While indicating that the investigation into Iraqi links with international terrorism continued, Rice said, "Let's be clear. There's plenty to indict Saddam Hussein without a direct link to 9-11. He clearly has links to terrorism."

In Cairo, meanwhile, a famous Islamic lawyer flatly rejected any links between al-Qaeda and Saddam. "It is impossible for (Sheikh) Osama to deal with a tyrant like Saddam. The Iraqi President has always been against Muslims and Muslim causes.

"Everyone knows what he has done to Muslim Kurds in Iraq. The U.S. has known that all along, and it did not bother. Now, they (the Americans) are using it to achieve their own agenda," Montasir al-Zayyat, lawyer of Islamic groups in Egypt, told IslamOnline Sunday, September 15, 2002.

U.S. officials have remained largely silent on contacts between Iraq and Osama bin Laden's organization.

The Washington Post reported Tuesday, September 10 that despite a redoubled effort, the Central Intelligence Agency (CIA) has been unable to find hard evidence linking the Iraqi leader to global terrorists, quoting senior intelligence officials and outside experts with knowledge of discussions within the U.S. government.

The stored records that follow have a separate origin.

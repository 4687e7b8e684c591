//! JSON tree adapter
//!
//! Trees and value lists arrive as JSON documents: a tree is an array of root
//! node objects, a value list is an array of values.

mod accessor;

use std::fs;
use std::path::Path;

use serde_json::Value;

use crate::error::{CheckTreeError, CheckTreeResult};

pub use accessor::{flatten_text, JsonAccessor, EXPAND_FIELD, REF_KEY_FIELD};

/// Parse a tree document (array of root nodes)
pub fn parse_tree(content: &str) -> CheckTreeResult<Vec<Value>> {
    match serde_json::from_str::<Value>(content)? {
        Value::Array(roots) => Ok(roots),
        other => Err(CheckTreeError::InvalidData {
            message: format!("tree must be a JSON array of nodes, got {}", kind_of(&other)),
        }),
    }
}

/// Parse a value list document (array of values)
pub fn parse_values(content: &str) -> CheckTreeResult<Vec<Value>> {
    match serde_json::from_str::<Value>(content)? {
        Value::Array(values) => Ok(values),
        other => Err(CheckTreeError::InvalidData {
            message: format!("value list must be a JSON array, got {}", kind_of(&other)),
        }),
    }
}

/// Load a tree document from disk
pub fn load_tree(path: &Path) -> CheckTreeResult<Vec<Value>> {
    parse_tree(&fs::read_to_string(path)?)
}

/// Load a value list document from disk
pub fn load_values(path: &Path) -> CheckTreeResult<Vec<Value>> {
    parse_values(&fs::read_to_string(path)?)
}

fn kind_of(value: &Value) -> &'static str {
    match value {
        Value::Null => "null",
        Value::Bool(_) => "a boolean",
        Value::Number(_) => "a number",
        Value::String(_) => "a string",
        Value::Array(_) => "an array",
        Value::Object(_) => "an object",
    }
}
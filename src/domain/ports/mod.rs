//! Domain Ports (Interfaces)
//!
//! These traits define the boundaries of the domain layer.
//! Infrastructure layer provides concrete implementations.

pub mod event_sink;
pub mod node_accessor;

pub use event_sink::{CheckTreeEvent, CheckTreeEventSink, NoopEventSink, RecordingEventSink};
pub use node_accessor::NodeAccessor;
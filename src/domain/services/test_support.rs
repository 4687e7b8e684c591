//! Fixtures shared by the service tests

use serde_json::{json, Value};

use super::indexer::{flatten, FlattenOptions};
use crate::domain::entities::TreeIndex;
use crate::domain::value_objects::RefKey;
use crate::infrastructure::json::JsonAccessor;

/// `A[B[C, D]]` with values `a`..`d`
pub fn abcd_tree() -> Vec<Value> {
    vec![json!({"label": "A", "value": "a", "children": [
        {"label": "B", "value": "b", "children": [
            {"label": "C", "value": "c"},
            {"label": "D", "value": "d"}
        ]}
    ]})]
}

/// `R[G[C1, C2], L]` where callers usually mark `g` uncheckable
pub fn grouped_tree() -> Vec<Value> {
    vec![json!({"label": "Root", "value": "r", "children": [
        {"label": "Group", "value": "g", "children": [
            {"label": "C1", "value": "c1"},
            {"label": "C2", "value": "c2"}
        ]},
        {"label": "Leaf", "value": "l"}
    ]})]
}

pub fn values(raw: &[&str]) -> Vec<Value> {
    raw.iter().map(|v| json!(v)).collect()
}

pub fn key(raw: &str) -> RefKey {
    raw.parse().unwrap()
}

/// Flatten `tree` with the given uncheckable values
pub fn build_index(
    mut tree: Vec<Value>,
    uncheckable: &[&str],
    expand_all: bool,
) -> (Vec<Value>, TreeIndex<Value>) {
    let uncheckable = values(uncheckable);
    let index = flatten(
        &JsonAccessor::default(),
        &mut tree,
        &FlattenOptions {
            uncheckable_item_values: &uncheckable,
            expand_all,
        },
    );
    (tree, index)
}

/// Values of the checked nodes, in pre-order
pub fn checked(index: &TreeIndex<Value>) -> Vec<Value> {
    index
        .iter()
        .filter(|n| n.check)
        .map(|n| n.value.clone())
        .collect()
}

Intelligence analysts concluded that there is not enough evidence linking the Iraqi leader to al-Qaeda members who have taken refuge in northern Iraq, the newspaper said.

Neither is there enough evidence to confirm an alleged April 2001 meeting in Prague between an Iraqi intelligence agent and Mohamed Atta, one of the suspected September 11 hijackers.

"It's a thin reed," a senior intelligence official told the Post, describing the information on both cases.

According to the London newspaper The Sunday Telegraph the British government promised to make a case against Iraq that reveals the links to al-Qaeda.

The (alleged) evidence includes proof that Saddam allowed al-Qaeda and bin Laden to train on his territory, the weekly newspaper claimed.

British Prime Minister Tony Blair is to release his evidence on September 24, the day set for a parliamentary debate on Iraq.

Citing U.S. and British intelligence officials, the British newspaper said the dossier, to be released hours before the special debate, will set out details of two al-Qaeda operatives trained in Iraq.